In the listing below, find every line with the string "client" and pull it out.
■ ■ ■ ■ ■
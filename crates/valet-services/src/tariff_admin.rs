//! Tariff administration service
//!
//! Tariff CRUD, default-tariff selection and the cost-cache invalidation
//! sweep that runs when a tariff's pricing changes.

use chrono::Duration;
use rust_decimal::prelude::ToPrimitive;
use rust_decimal::Decimal;
use std::sync::Arc;
use tracing::{info, instrument, warn};
use valet_core::{
    config::ValetConfig,
    models::{CostCalculation, Tariff, TariffType},
    traits::{DefaultAudience, Repository, SessionRepository, TariffRepository},
    AppError, AppResult,
};

/// Resolve the automatic tariff for a client type
///
/// The configured default for the audience wins; the configurable fallback
/// tariff id is used when no default flag is set.
pub async fn auto_tariff<T: TariffRepository>(
    repo: &T,
    config: &ValetConfig,
    has_subscription: bool,
) -> AppResult<Tariff> {
    let (audience, fallback_id) = if has_subscription {
        (DefaultAudience::Residents, config.fallback_resident_tariff_id)
    } else {
        (DefaultAudience::Guests, config.fallback_guest_tariff_id)
    };

    if let Some(tariff) = repo.find_default(audience).await? {
        return Ok(tariff);
    }

    repo.find_by_id(fallback_id)
        .await?
        .filter(|t| t.is_active)
        .ok_or_else(|| {
            AppError::TariffNotFound(format!(
                "no default tariff configured (fallback id {})",
                fallback_id
            ))
        })
}

/// Partial update for a tariff; None fields are left untouched
#[derive(Debug, Clone, Default)]
pub struct TariffUpdate {
    pub name: Option<String>,
    pub description: Option<String>,
    pub tariff_type: Option<TariffType>,
    pub price_per_hour: Option<Decimal>,
    pub price_per_day: Option<Decimal>,
    pub minimum_hours: Option<i32>,
    pub maximum_hours: Option<Option<i32>>,
    pub free_minutes: Option<i32>,
    pub is_active: Option<bool>,
    pub is_default_for_residents: Option<bool>,
    pub is_default_for_guests: Option<bool>,
}

impl TariffUpdate {
    /// Whether applying this update changes how costs are computed
    fn changes_pricing(&self, current: &Tariff) -> bool {
        self.price_per_hour.is_some_and(|p| p != current.price_per_hour)
            || self.price_per_day.is_some_and(|p| p != current.price_per_day)
            || self.free_minutes.is_some_and(|m| m != current.free_minutes)
            || self.minimum_hours.is_some_and(|h| h != current.minimum_hours)
            || self.maximum_hours.is_some_and(|h| h != current.maximum_hours)
            || self.tariff_type.is_some_and(|t| t != current.tariff_type)
    }

    /// Merge into an existing tariff
    fn apply_to(&self, mut tariff: Tariff) -> Tariff {
        if let Some(v) = &self.name {
            tariff.name = v.clone();
        }
        if let Some(v) = &self.description {
            tariff.description = Some(v.clone());
        }
        if let Some(v) = self.tariff_type {
            tariff.tariff_type = v;
        }
        if let Some(v) = self.price_per_hour {
            tariff.price_per_hour = v;
        }
        if let Some(v) = self.price_per_day {
            tariff.price_per_day = v;
        }
        if let Some(v) = self.minimum_hours {
            tariff.minimum_hours = v;
        }
        if let Some(v) = self.maximum_hours {
            tariff.maximum_hours = v;
        }
        if let Some(v) = self.free_minutes {
            tariff.free_minutes = v;
        }
        if let Some(v) = self.is_active {
            tariff.is_active = v;
        }
        if let Some(v) = self.is_default_for_residents {
            tariff.is_default_for_residents = v;
        }
        if let Some(v) = self.is_default_for_guests {
            tariff.is_default_for_guests = v;
        }
        tariff
    }
}

/// Tariff administration service
pub struct TariffService<T: TariffRepository, S: SessionRepository> {
    tariff_repo: Arc<T>,
    session_repo: Arc<S>,
    config: ValetConfig,
}

impl<T: TariffRepository, S: SessionRepository> TariffService<T, S> {
    /// Create a new tariff service
    pub fn new(tariff_repo: Arc<T>, session_repo: Arc<S>, config: ValetConfig) -> Self {
        Self {
            tariff_repo,
            session_repo,
            config,
        }
    }

    /// Fetch a tariff by id
    pub async fn get(&self, id: i32) -> AppResult<Tariff> {
        self.tariff_repo
            .find_by_id(id)
            .await?
            .ok_or_else(|| AppError::TariffNotFound(id.to_string()))
    }

    /// List tariffs, optionally restricted to active ones
    pub async fn list(&self, active_only: bool, limit: i64, offset: i64) -> AppResult<Vec<Tariff>> {
        if active_only {
            self.tariff_repo.find_active(limit, offset).await
        } else {
            self.tariff_repo.find_all(limit, offset).await
        }
    }

    /// Active tariffs of one pricing type
    pub async fn list_by_type(&self, tariff_type: &str) -> AppResult<Vec<Tariff>> {
        let parsed = TariffType::from_str(tariff_type).ok_or_else(|| {
            AppError::InvalidInput(format!("Unknown tariff type: {}", tariff_type))
        })?;
        self.tariff_repo.find_by_type(&parsed.to_string()).await
    }

    /// Create a tariff
    ///
    /// Setting a default flag clears that flag on all other active tariffs
    /// inside the repository transaction.
    #[instrument(skip(self, tariff), fields(name = %tariff.name))]
    pub async fn create(&self, tariff: Tariff) -> AppResult<Tariff> {
        let created = self.tariff_repo.create(&tariff).await?;
        info!("Created tariff {} ({})", created.id, created.name);
        Ok(created)
    }

    /// Update a tariff
    ///
    /// Pricing changes invalidate the cached cost on every non-finalized
    /// session using this tariff. The sweep runs after the primary commit;
    /// its failure is logged and never propagated, so the next cost read
    /// still recomputes from the session's own tariff reference.
    #[instrument(skip(self, update))]
    pub async fn update(&self, id: i32, update: TariffUpdate) -> AppResult<Tariff> {
        let current = self.get(id).await?;
        let pricing_changed = update.changes_pricing(&current);

        let updated = self.tariff_repo.update(&update.apply_to(current)).await?;

        info!("Updated tariff {} ({})", updated.id, updated.name);

        if pricing_changed {
            match self.session_repo.reset_costs_for_tariff(id).await {
                Ok(count) => {
                    if count > 0 {
                        info!(
                            "Pricing change on tariff {} invalidated {} cached costs",
                            id, count
                        );
                    }
                }
                Err(e) => {
                    warn!(
                        "Cost-cache sweep after tariff {} pricing change failed: {}",
                        id, e
                    );
                }
            }
        }

        Ok(updated)
    }

    /// Deactivate a tariff
    ///
    /// Tariffs are referenced by historical sessions, so deletion is a
    /// soft deactivation.
    #[instrument(skip(self))]
    pub async fn deactivate(&self, id: i32) -> AppResult<Tariff> {
        let mut tariff = self.get(id).await?;
        tariff.is_active = false;
        tariff.is_default_for_residents = false;
        tariff.is_default_for_guests = false;

        let updated = self.tariff_repo.update(&tariff).await?;
        info!("Deactivated tariff {}", id);
        Ok(updated)
    }

    /// Make a tariff the default for residents
    pub async fn set_default_for_residents(&self, id: i32) -> AppResult<Tariff> {
        self.tariff_repo
            .set_default(id, DefaultAudience::Residents)
            .await
    }

    /// Make a tariff the default for guests
    pub async fn set_default_for_guests(&self, id: i32) -> AppResult<Tariff> {
        self.tariff_repo
            .set_default(id, DefaultAudience::Guests)
            .await
    }

    /// The tariff a new session would be assigned for a client type
    pub async fn get_auto(&self, has_subscription: bool) -> AppResult<Tariff> {
        auto_tariff(self.tariff_repo.as_ref(), &self.config, has_subscription).await
    }

    /// Stateless cost quote for a hypothetical stay
    #[instrument(skip(self))]
    pub async fn calculate(
        &self,
        tariff_id: i32,
        duration_hours: Decimal,
        has_subscription: bool,
    ) -> AppResult<CostCalculation> {
        if duration_hours < Decimal::ZERO {
            return Err(AppError::InvalidInput(
                "Duration must not be negative".to_string(),
            ));
        }

        let tariff = self.get(tariff_id).await?;

        let seconds = (duration_hours * Decimal::from(3600))
            .round()
            .to_i64()
            .ok_or_else(|| AppError::InvalidInput("Duration out of range".to_string()))?;

        Ok(tariff.calculate_cost(Duration::seconds(seconds), has_subscription, false))
    }
}

#[cfg(test)]
mod tests {
    use super::*;
    use rust_decimal_macros::dec;

    #[test]
    fn test_changes_pricing() {
        let current = Tariff {
            price_per_hour: dec!(100),
            price_per_day: dec!(800),
            free_minutes: 15,
            minimum_hours: 1,
            ..Default::default()
        };

        let update = TariffUpdate {
            price_per_hour: Some(dec!(120)),
            ..Default::default()
        };
        assert!(update.changes_pricing(&current));

        // Same value is not a pricing change
        let update = TariffUpdate {
            price_per_hour: Some(dec!(100)),
            ..Default::default()
        };
        assert!(!update.changes_pricing(&current));

        // Renaming never triggers the sweep
        let update = TariffUpdate {
            name: Some("Weekend".to_string()),
            ..Default::default()
        };
        assert!(!update.changes_pricing(&current));

        let update = TariffUpdate {
            free_minutes: Some(30),
            ..Default::default()
        };
        assert!(update.changes_pricing(&current));
    }

    #[test]
    fn test_apply_to_merges_partial_fields() {
        let current = Tariff {
            name: "Standard".to_string(),
            price_per_hour: dec!(100),
            free_minutes: 15,
            ..Default::default()
        };

        let update = TariffUpdate {
            price_per_hour: Some(dec!(150)),
            maximum_hours: Some(Some(12)),
            ..Default::default()
        };

        let merged = update.apply_to(current);
        assert_eq!(merged.name, "Standard");
        assert_eq!(merged.price_per_hour, dec!(150));
        assert_eq!(merged.maximum_hours, Some(12));
        assert_eq!(merged.free_minutes, 15);
    }
}
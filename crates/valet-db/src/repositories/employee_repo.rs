//! Employee repository implementation

use async_trait::async_trait;
use chrono::{DateTime, Utc};
use sqlx::PgPool;
use tracing::{debug, error, instrument};
use valet_core::{
    models::Employee,
    traits::{EmployeeRepository, Repository},
    AppError, AppResult,
};

const EMPLOYEE_COLUMNS: &str =
    "id, full_name, email, phone, position, is_active, created_at, updated_at";

/// PostgreSQL implementation of EmployeeRepository
pub struct PgEmployeeRepository {
    pool: PgPool,
}

impl PgEmployeeRepository {
    /// Create a new employee repository
    pub fn new(pool: PgPool) -> Self {
        Self { pool }
    }
}

#[async_trait]
impl Repository<Employee, i32> for PgEmployeeRepository {
    #[instrument(skip(self))]
    async fn find_by_id(&self, id: i32) -> AppResult<Option<Employee>> {
        debug!("Finding employee by id: {}", id);

        let result = sqlx::query_as::<sqlx::Postgres, EmployeeRow>(&format!(
            "SELECT {EMPLOYEE_COLUMNS} FROM employees WHERE id = $1"
        ))
        .bind(id)
        .fetch_optional(&self.pool)
        .await
        .map_err(|e| {
            error!("Database error finding employee {}: {}", id, e);
            AppError::Database(format!("Failed to find employee: {}", e))
        })?;

        Ok(result.map(Into::into))
    }

    #[instrument(skip(self))]
    async fn find_all(&self, limit: i64, offset: i64) -> AppResult<Vec<Employee>> {
        let rows = sqlx::query_as::<sqlx::Postgres, EmployeeRow>(&format!(
            "SELECT {EMPLOYEE_COLUMNS} FROM employees \
             ORDER BY full_name LIMIT $1 OFFSET $2"
        ))
        .bind(limit)
        .bind(offset)
        .fetch_all(&self.pool)
        .await
        .map_err(|e| {
            error!("Database error finding employees: {}", e);
            AppError::Database(format!("Failed to fetch employees: {}", e))
        })?;

        Ok(rows.into_iter().map(Into::into).collect())
    }

    #[instrument(skip(self))]
    async fn count(&self) -> AppResult<i64> {
        let result: (i64,) = sqlx::query_as("SELECT COUNT(*) FROM employees")
            .fetch_one(&self.pool)
            .await
            .map_err(|e| {
                error!("Database error counting employees: {}", e);
                AppError::Database(format!("Failed to count employees: {}", e))
            })?;

        Ok(result.0)
    }

    #[instrument(skip(self, entity))]
    async fn create(&self, entity: &Employee) -> AppResult<Employee> {
        debug!("Creating employee: {}", entity.full_name);

        let row = sqlx::query_as::<sqlx::Postgres, EmployeeRow>(&format!(
            r#"
            INSERT INTO employees (full_name, email, phone, position, is_active)
            VALUES ($1, $2, $3, $4, $5)
            RETURNING {EMPLOYEE_COLUMNS}
            "#
        ))
        .bind(&entity.full_name)
        .bind(&entity.email)
        .bind(&entity.phone)
        .bind(&entity.position)
        .bind(entity.is_active)
        .fetch_one(&self.pool)
        .await
        .map_err(|e| {
            error!("Database error creating employee: {}", e);
            AppError::Database(format!("Failed to create employee: {}", e))
        })?;

        Ok(row.into())
    }

    #[instrument(skip(self, entity))]
    async fn update(&self, entity: &Employee) -> AppResult<Employee> {
        debug!("Updating employee: {}", entity.id);

        let row = sqlx::query_as::<sqlx::Postgres, EmployeeRow>(&format!(
            r#"
            UPDATE employees
            SET full_name = $2,
                email = $3,
                phone = $4,
                position = $5,
                is_active = $6,
                updated_at = NOW()
            WHERE id = $1
            RETURNING {EMPLOYEE_COLUMNS}
            "#
        ))
        .bind(entity.id)
        .bind(&entity.full_name)
        .bind(&entity.email)
        .bind(&entity.phone)
        .bind(&entity.position)
        .bind(entity.is_active)
        .fetch_one(&self.pool)
        .await
        .map_err(|e| match e {
            sqlx::Error::RowNotFound => AppError::EmployeeNotFound(entity.id.to_string()),
            _ => {
                error!("Database error updating employee {}: {}", entity.id, e);
                AppError::Database(format!("Failed to update employee: {}", e))
            }
        })?;

        Ok(row.into())
    }

    #[instrument(skip(self))]
    async fn delete(&self, id: i32) -> AppResult<bool> {
        debug!("Deleting employee: {}", id);

        let result = sqlx::query("DELETE FROM employees WHERE id = $1")
            .bind(id)
            .execute(&self.pool)
            .await
            .map_err(|e| {
                error!("Database error deleting employee {}: {}", id, e);
                AppError::Database(format!("Failed to delete employee: {}", e))
            })?;

        Ok(result.rows_affected() > 0)
    }
}

#[async_trait]
impl EmployeeRepository for PgEmployeeRepository {
    #[instrument(skip(self))]
    async fn find_by_email(&self, email: &str) -> AppResult<Option<Employee>> {
        debug!("Finding employee by email");

        let result = sqlx::query_as::<sqlx::Postgres, EmployeeRow>(&format!(
            "SELECT {EMPLOYEE_COLUMNS} FROM employees WHERE LOWER(email) = LOWER($1)"
        ))
        .bind(email)
        .fetch_optional(&self.pool)
        .await
        .map_err(|e| {
            error!("Database error finding employee by email: {}", e);
            AppError::Database(format!("Failed to find employee by email: {}", e))
        })?;

        Ok(result.map(Into::into))
    }
}

/// Helper struct for mapping database rows
#[derive(Debug, sqlx::FromRow)]
struct EmployeeRow {
    id: i32,
    full_name: String,
    email: String,
    phone: Option<String>,
    position: Option<String>,
    is_active: bool,
    created_at: DateTime<Utc>,
    updated_at: DateTime<Utc>,
}

impl From<EmployeeRow> for Employee {
    fn from(row: EmployeeRow) -> Self {
        Self {
            id: row.id,
            full_name: row.full_name,
            email: row.email,
            phone: row.phone,
            position: row.position,
            is_active: row.is_active,
            created_at: row.created_at,
            updated_at: row.updated_at,
        }
    }
}
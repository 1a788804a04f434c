//! Employee model
//!
//! Minimal record for the valets referenced by sessions and log entries.
//! Authentication and role-permission storage live outside this service.

use chrono::{DateTime, Utc};
use serde::{Deserialize, Serialize};

/// Employee entity
#[derive(Debug, Clone, Serialize, Deserialize)]
pub struct Employee {
    /// Unique identifier
    pub id: i32,

    /// Full name shown in session logs
    pub full_name: String,

    /// Contact e-mail
    pub email: String,

    /// Contact phone
    pub phone: Option<String>,

    /// Position label (e.g. "valet", "dispatcher")
    pub position: Option<String>,

    /// Whether the employee can be assigned to sessions
    pub is_active: bool,

    /// Creation timestamp
    pub created_at: DateTime<Utc>,

    /// Last update timestamp
    pub updated_at: DateTime<Utc>,
}

impl Default for Employee {
    fn default() -> Self {
        let now = Utc::now();
        Self {
            id: 0,
            full_name: String::new(),
            email: String::new(),
            phone: None,
            position: None,
            is_active: true,
            created_at: now,
            updated_at: now,
        }
    }
}
//! Valet parking backend server
//!
//! HTTP backend for valet session tracking, tariff administration, cost
//! calculation and payment collection.

use actix_cors::Cors;
use actix_web::{http::header, middleware, web, App, HttpResponse, HttpServer};
use std::env;
use tracing::info;
use tracing_subscriber::{fmt, layer::SubscriberExt, util::SubscriberInitExt, EnvFilter};
use valet_api::handlers::{
    configure_employees, configure_locations, configure_sessions, configure_subscriptions,
    configure_tariffs,
};
use valet_core::config::AppConfig;
use valet_db::create_pool;

/// Health check endpoint
async fn health_check() -> HttpResponse {
    HttpResponse::Ok().json(serde_json::json!({
        "status": "healthy",
        "service": "valet-backend",
        "version": env!("CARGO_PKG_VERSION"),
    }))
}

/// Configure API routes
fn configure_routes(cfg: &mut web::ServiceConfig) {
    cfg.service(
        web::scope("/api/v1")
            .route("/health", web::get().to(health_check))
            .configure(configure_sessions)
            .configure(configure_tariffs)
            .configure(configure_employees)
            .configure(configure_locations)
            .configure(configure_subscriptions),
    );
}

/// Initialize tracing/logging
fn init_tracing() {
    let log_level = env::var("LOG_LEVEL").unwrap_or_else(|_| "info".to_string());

    let env_filter = EnvFilter::try_from_default_env().unwrap_or_else(|_| {
        EnvFilter::new(format!(
            "valet_backend={},valet_api={},valet_services={},valet_db={},actix_web=info,sqlx=warn",
            log_level, log_level, log_level, log_level
        ))
    });

    tracing_subscriber::registry()
        .with(env_filter)
        .with(
            fmt::layer()
                .with_target(true)
                .with_thread_ids(true)
                .with_file(true)
                .with_line_number(true),
        )
        .init();
}

#[actix_web::main]
async fn main() -> std::io::Result<()> {
    // Load environment variables from .env file
    dotenvy::dotenv().ok();

    init_tracing();

    info!("Starting valet backend v{}", env!("CARGO_PKG_VERSION"));

    let config = AppConfig::load()
        .unwrap_or_else(|e| panic!("Failed to load configuration: {} (is DATABASE_URL set?)", e));

    let cors_origins = env::var("CORS_ORIGINS")
        .unwrap_or_else(|_| "http://localhost:3000,http://127.0.0.1:3000".to_string());

    info!("Connecting to database...");
    let pool = create_pool(&config.database.url, Some(config.database.max_connections))
        .await
        .expect("Failed to create database pool");

    info!(
        "Database connection established with {} max connections",
        config.database.max_connections
    );

    let bind_addr = config.server_addr();
    let workers = config.server.workers;
    info!(
        "Starting HTTP server on {} with {} workers",
        bind_addr, workers
    );

    let valet_config = config.valet.clone();

    HttpServer::new(move || {
        // Clone cors_origins for each worker
        let cors_origins_inner = cors_origins.clone();
        let cors = Cors::default()
            .allowed_origin_fn(move |origin, _req_head| {
                let origins: Vec<&str> = cors_origins_inner.split(',').collect();
                if let Ok(origin_str) = origin.to_str() {
                    origins.iter().any(|o| o.trim() == origin_str)
                } else {
                    false
                }
            })
            .allowed_methods(vec!["GET", "POST", "PUT", "DELETE", "OPTIONS"])
            .allowed_headers(vec![
                header::AUTHORIZATION,
                header::ACCEPT,
                header::CONTENT_TYPE,
            ])
            .supports_credentials()
            .max_age(3600);

        App::new()
            .app_data(web::Data::new(pool.clone()))
            .app_data(web::Data::new(valet_config.clone()))
            .app_data(web::QueryConfig::default().error_handler(|err, _req| {
                let error_message = err.to_string();
                actix_web::error::InternalError::from_response(
                    err,
                    HttpResponse::BadRequest().json(serde_json::json!({
                        "error": "invalid_query",
                        "message": error_message
                    })),
                )
                .into()
            }))
            .wrap(cors)
            .wrap(middleware::Logger::new("%a \"%r\" %s %b %Dms"))
            .wrap(middleware::NormalizePath::trim())
            .configure(configure_routes)
            .route(
                "/",
                web::get().to(|| async {
                    HttpResponse::Found()
                        .append_header(("Location", "/api/v1/health"))
                        .finish()
                }),
            )
    })
    .workers(workers)
    .bind(&bind_addr)?
    .run()
    .await
}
■ ■ ■ ■ ■
▶ [ANSWER FOR THE TASK]:
/// Resolve the automatic tariff for a client type
    /// The tariff a new session would be assigned for a client type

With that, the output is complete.